**WORK ITEM**
Pick out each line in these entries that contains the string "needs".

Collected data:
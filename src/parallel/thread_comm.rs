//! In-process communicator: a group of ranks, one OS thread each.
//!
//! Ranks meet at a shared mailbox of `size * size` slots. `exchange` posts
//! into row `rank`, waits at the group barrier, drains column `rank`, and
//! waits again so the mailbox is empty before the next collective starts.
//! The same SPMD discipline as MPI applies: a rank that skips a collective
//! leaves the others blocked at the barrier.

use std::any::Any;
use std::sync::{Arc, Barrier, Mutex, MutexGuard, PoisonError};

use super::{Comm, Payload};

type Slot = Option<Box<dyn Any + Send>>;

struct Group {
    size: usize,
    barrier: Barrier,
    mailbox: Mutex<Vec<Slot>>,
    // Context handed out by the last `dup`.
    spawned: Mutex<Option<Arc<Group>>>,
}

impl Group {
    fn new(size: usize) -> Arc<Self> {
        Arc::new(Group {
            size,
            barrier: Barrier::new(size),
            mailbox: Mutex::new((0..size * size).map(|_| None).collect()),
            spawned: Mutex::new(None),
        })
    }
}

fn lock<T>(m: &Mutex<T>) -> MutexGuard<'_, T> {
    m.lock().unwrap_or_else(PoisonError::into_inner)
}

/// One rank's handle on a thread group.
#[derive(Clone)]
pub struct ThreadComm {
    rank: usize,
    group: Arc<Group>,
}

impl ThreadComm {
    /// Handles for every rank of a fresh group, indexed by rank.
    ///
    /// # Panics
    /// Panics if `size == 0`.
    pub fn group(size: usize) -> Vec<ThreadComm> {
        assert!(size > 0, "a communicator group needs at least one rank");
        let group = Group::new(size);
        (0..size)
            .map(|rank| ThreadComm { rank, group: Arc::clone(&group) })
            .collect()
    }

    /// Runs `f` once per rank on its own thread and returns the results in
    /// rank order. A panic on any rank is re-raised here.
    pub fn run<F, R>(size: usize, f: F) -> Vec<R>
    where
        F: Fn(ThreadComm) -> R + Sync,
        R: Send,
    {
        let comms = Self::group(size);
        std::thread::scope(|s| {
            let handles: Vec<_> = comms
                .into_iter()
                .map(|comm| {
                    let f = &f;
                    s.spawn(move || f(comm))
                })
                .collect();
            handles
                .into_iter()
                .map(|h| match h.join() {
                    Ok(r) => r,
                    Err(payload) => std::panic::resume_unwind(payload),
                })
                .collect()
        })
    }
}

impl Comm for ThreadComm {
    fn rank(&self) -> usize { self.rank }
    fn size(&self) -> usize { self.group.size }
    fn barrier(&self) { self.group.barrier.wait(); }

    fn dup(&self) -> Self {
        if self.rank == 0 {
            *lock(&self.group.spawned) = Some(Group::new(self.group.size));
        }
        self.group.barrier.wait();
        let fresh = lock(&self.group.spawned).as_ref().map(Arc::clone);
        self.group.barrier.wait();
        if self.rank == 0 {
            lock(&self.group.spawned).take();
        }
        ThreadComm {
            rank: self.rank,
            // rank 0 always publishes before the first wait
            group: fresh.unwrap_or_else(|| Arc::clone(&self.group)),
        }
    }

    fn exchange<T: Payload>(&self, outgoing: Vec<Vec<T>>) -> Vec<Vec<T>> {
        let size = self.group.size;
        debug_assert_eq!(outgoing.len(), size, "exchange needs one buffer per rank");
        {
            let mut mailbox = lock(&self.group.mailbox);
            for (dst, buf) in outgoing.into_iter().enumerate().take(size) {
                mailbox[self.rank * size + dst] = Some(Box::new(buf));
            }
        }
        self.group.barrier.wait();
        let incoming = {
            let mut mailbox = lock(&self.group.mailbox);
            (0..size)
                .map(|src| {
                    mailbox[src * size + self.rank]
                        .take()
                        .and_then(|b| b.downcast::<Vec<T>>().ok())
                        .map(|b| *b)
                        .unwrap_or_default()
                })
                .collect()
        };
        self.group.barrier.wait();
        incoming
    }
}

**REPLY**
        assert!(size > 0, "a communicator group needs at least one rank");
        debug_assert_eq!(outgoing.len(), size, "exchange needs one buffer per rank");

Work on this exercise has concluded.